A multidisciplinary book that takes internet governance research as a research subject in its own right, discussing methods and conceptual approaches.
The design and governance of the internet has become one of the most pressing geopolitical issues of our era. The stability of the economy, democracy, and the public sphere depend on the stability and security of the internet. Revelations about election hacking, facial recognition technology, and government surveillance have gotten the public's attention and made clear the need for scholarly research that examines internet governance both empirically and conceptually. In this volume, scholars from a range of disciplines consider research methods, theories, and conceptual approaches in the study of internet governance.

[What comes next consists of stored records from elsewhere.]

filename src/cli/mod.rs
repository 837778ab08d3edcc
pub mod chat;
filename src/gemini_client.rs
use std::env;
use std::time::Duration;

use async_trait::async_trait;
use eyre::{Result, eyre};
use reqwest::StatusCode;
use serde::{Deserialize, Serialize};
use thiserror::Error;
use tracing::{debug, error, info, warn};
use url::Url;

use crate::business_profile::BusinessProfile;
use crate::cli::chat::context::SessionContext;
use crate::cli::chat::conversation_state::{Role, Turn};

pub const DEFAULT_API_BASE: &str = "https://generativelanguage.googleapis.com";
pub const DEFAULT_MODEL: &str = "gemini-1.5-pro";

/// Only this many of the most recent turns are sent with a question.
pub const MAX_HISTORY_TURNS: usize = 10;

/// Characters of a response body that make it into the logs.
const LOG_BODY_LIMIT: usize = 500;

pub const TECHNICAL_ISSUE_REPLY: &str =
    "I'm currently unable to process your request due to a technical issue. Please try again later.";
pub const CONNECTION_TROUBLE_REPLY: &str =
    "I'm having trouble connecting to the service. Please try again later.";
pub const CLARIFICATION_REPLY: &str =
    "I'm unable to generate a specific response at the moment. Could you please clarify your question?";

/// Sampling parameters sent with every request.
#[derive(Debug, Clone, PartialEq, Serialize)]
#[serde(rename_all = "camelCase")]
pub struct GenerationConfig {
    pub temperature: f32,
    pub top_p: f32,
    pub top_k: u32,
    pub max_output_tokens: u32,
}

impl Default for GenerationConfig {
    fn default() -> Self {
        Self {
            temperature: 0.7,
            top_p: 0.95,
            top_k: 40,
            max_output_tokens: 250,
        }
    }
}

/// Fixed-count, fixed-delay retry.
#[derive(Debug, Clone, PartialEq, Eq)]
pub struct RetryPolicy {
    pub max_attempts: u32,
    pub delay: Duration,
}

impl Default for RetryPolicy {
    fn default() -> Self {
        Self {
            max_attempts: 3,
            delay: Duration::from_secs(2),
        }
    }
}

/// Everything needed to reach the Gemini API.
#[derive(Debug, Clone)]
pub struct ClientConfig {
    pub api_key: String,
    pub api_base: String,
    pub model: String,
    pub generation: GenerationConfig,
    pub retry: RetryPolicy,
    /// Per-attempt request timeout
    pub timeout: Duration,
}

impl ClientConfig {
    pub fn new(api_key: impl Into<String>) -> Self {
        Self {
            api_key: api_key.into(),
            api_base: DEFAULT_API_BASE.to_string(),
            model: DEFAULT_MODEL.to_string(),
            generation: GenerationConfig::default(),
            retry: RetryPolicy::default(),
            timeout: Duration::from_secs(30),
        }
    }

    /// Build a config with the API key taken from `GEMINI_API_KEY`.
    pub fn from_env() -> Result<Self> {
        let api_key = env::var("GEMINI_API_KEY")
            .map_err(|_| eyre!("GEMINI_API_KEY environment variable not set"))?;
        if api_key.trim().is_empty() {
            return Err(eyre!("GEMINI_API_KEY environment variable is empty"));
        }
        Ok(Self::new(api_key))
    }
}

/// Why a single attempt did not produce a usable response.
#[derive(Debug, Error)]
pub enum AttemptError {
    #[error("request failed: {0}")]
    Transport(#[from] reqwest::Error),

    #[error("API returned status {status}: {body}")]
    Status { status: StatusCode, body: String },
}

impl AttemptError {
    /// What the user sees when this was the last attempt.
    pub fn fallback_reply(&self) -> &'static str {
        match self {
            AttemptError::Transport(_) => TECHNICAL_ISSUE_REPLY,
            AttemptError::Status { .. } => CONNECTION_TROUBLE_REPLY,
        }
    }
}

/// Anything that can answer a question in the context of a conversation.
///
/// Implementations never fail: problems are reported to the user as reply
/// text.
#[async_trait]
pub trait AnswerService: Send + Sync {
    async fn answer(&self, question: &str, history: &[Turn], context: &SessionContext) -> String;
}

#[derive(Debug, Serialize)]
#[serde(rename_all = "camelCase")]
struct GenerateContentRequest {
    contents: Vec<Content>,
    generation_config: GenerationConfig,
}

#[derive(Debug, Serialize)]
struct Content {
    role: &'static str,
    parts: Vec<Part>,
}

impl Content {
    fn new(role: Role, text: &str) -> Self {
        Self {
            role: role.gemini_role(),
            parts: vec![Part {
                text: text.to_string(),
            }],
        }
    }
}

#[derive(Debug, Serialize)]
struct Part {
    text: String,
}

#[derive(Debug, Default, Deserialize)]
struct GenerateContentResponse {
    #[serde(default)]
    candidates: Vec<Candidate>,
}

#[derive(Debug, Deserialize)]
struct Candidate {
    #[serde(default)]
    content: Option<CandidateContent>,
}

#[derive(Debug, Deserialize)]
struct CandidateContent {
    #[serde(default)]
    parts: Vec<CandidatePart>,
}

#[derive(Debug, Deserialize)]
struct CandidatePart {
    #[serde(default)]
    text: Option<String>,
}

impl GenerateContentResponse {
    /// Text of the first part of the first candidate.
    fn into_reply(self) -> Option<String> {
        self.candidates
            .into_iter()
            .next()?
            .content?
            .parts
            .into_iter()
            .next()?
            .text
    }
}

pub struct GeminiClient {
    endpoint: Url,
    generation: GenerationConfig,
    retry: RetryPolicy,
    profile: BusinessProfile,
    client: reqwest::Client,
}

impl GeminiClient {
    pub fn new(config: ClientConfig, profile: BusinessProfile) -> Result<Self> {
        let endpoint = endpoint_url(&config.api_base, &config.model, &config.api_key)?;

        let client = reqwest::Client::builder()
            .timeout(config.timeout)
            .build()
            .map_err(|e| eyre!("Failed to build HTTP client: {}", e))?;

        info!("Using Gemini model {} at {}", config.model, config.api_base);

        Ok(Self {
            endpoint,
            generation: config.generation,
            retry: config.retry,
            profile,
            client,
        })
    }

    fn build_request(
        &self,
        question: &str,
        history: &[Turn],
        context: &SessionContext,
    ) -> GenerateContentRequest {
        let window = &history[history.len().saturating_sub(MAX_HISTORY_TURNS)..];

        let mut contents = Vec::with_capacity(window.len() + 3);
        contents.push(Content::new(Role::User, &self.profile.instruction(context)));
        contents.push(Content::new(Role::Assistant, &self.profile.acknowledgement));
        for turn in window {
            contents.push(Content::new(turn.role(), turn.text()));
        }
        contents.push(Content::new(Role::User, question));

        GenerateContentRequest {
            contents,
            generation_config: self.generation.clone(),
        }
    }

    /// One POST. `Ok(None)` means the API answered but gave no usable reply.
    async fn send_once(
        &self,
        request: &GenerateContentRequest,
        attempt: u32,
        max_attempts: u32,
    ) -> Result<Option<String>, AttemptError> {
        let response = self
            .client
            .post(self.endpoint.clone())
            .json(request)
            .send()
            .await?;

        let status = response.status();
        let body = response.text().await?;

        info!(
            "API response status code (attempt {}/{}): {}",
            attempt,
            max_attempts,
            status.as_u16()
        );
        info!("API response content: {}...", truncate_for_log(&body, LOG_BODY_LIMIT));

        if !status.is_success() {
            let error = AttemptError::Status {
                status,
                body: truncate_for_log(&body, LOG_BODY_LIMIT).to_string(),
            };
            error!("API error: {}", error);
            return Err(error);
        }

        match serde_json::from_str::<GenerateContentResponse>(&body) {
            Ok(parsed) => Ok(parsed.into_reply()),
            Err(e) => {
                warn!("Could not parse API response: {}", e);
                Ok(None)
            }
        }
    }
}

#[async_trait]
impl AnswerService for GeminiClient {
    async fn answer(&self, question: &str, history: &[Turn], context: &SessionContext) -> String {
        let request = self.build_request(question, history, context);

        if let Ok(pretty) = serde_json::to_string_pretty(&request) {
            debug!("Sending request to Gemini API: {}", pretty);
        }

        let max_attempts = self.retry.max_attempts.max(1);
        let mut attempt = 1;
        loop {
            match self.send_once(&request, attempt, max_attempts).await {
                Ok(Some(reply)) => return reply,
                Ok(None) => {
                    warn!("No valid response in API result");
                    return CLARIFICATION_REPLY.to_string();
                }
                Err(e) => {
                    if let AttemptError::Transport(ref cause) = e {
                        error!("Request exception (attempt {}/{}): {}", attempt, max_attempts, cause);
                    }
                    if attempt >= max_attempts {
                        warn!("Giving up after {} attempts: {}", attempt, e);
                        return e.fallback_reply().to_string();
                    }
                    debug!("Retrying in {:?}", self.retry.delay);
                    tokio::time::sleep(self.retry.delay).await;
                    attempt += 1;
                }
            }
        }
    }
}

fn endpoint_url(api_base: &str, model: &str, api_key: &str) -> Result<Url> {
    let raw = format!(
        "{}/v1beta/models/{}:generateContent",
        api_base.trim_end_matches('/'),
        model
    );
    let mut url = Url::parse(&raw).map_err(|e| eyre!("Invalid API base URL '{}': {}", api_base, e))?;
    url.query_pairs_mut().append_pair("key", api_key);
    Ok(url)
}

/// Cut `body` to at most `limit` characters without splitting a character.
fn truncate_for_log(body: &str, limit: usize) -> &str {
    match body.char_indices().nth(limit) {
        Some((idx, _)) => &body[..idx],
        None => body,
    }
}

The contributors show that internet governance is not only about governments; it is enacted through technical design, resource coordination, and conflicts at various invisible control points. They discuss such topics as the emergence of “internet governance” as an area of academic study and a real-world policy arena; the scholarly perspectives of STS, the law, computer science, and political science; the use of big data and text mining in internet governance studies; and cybersecurity.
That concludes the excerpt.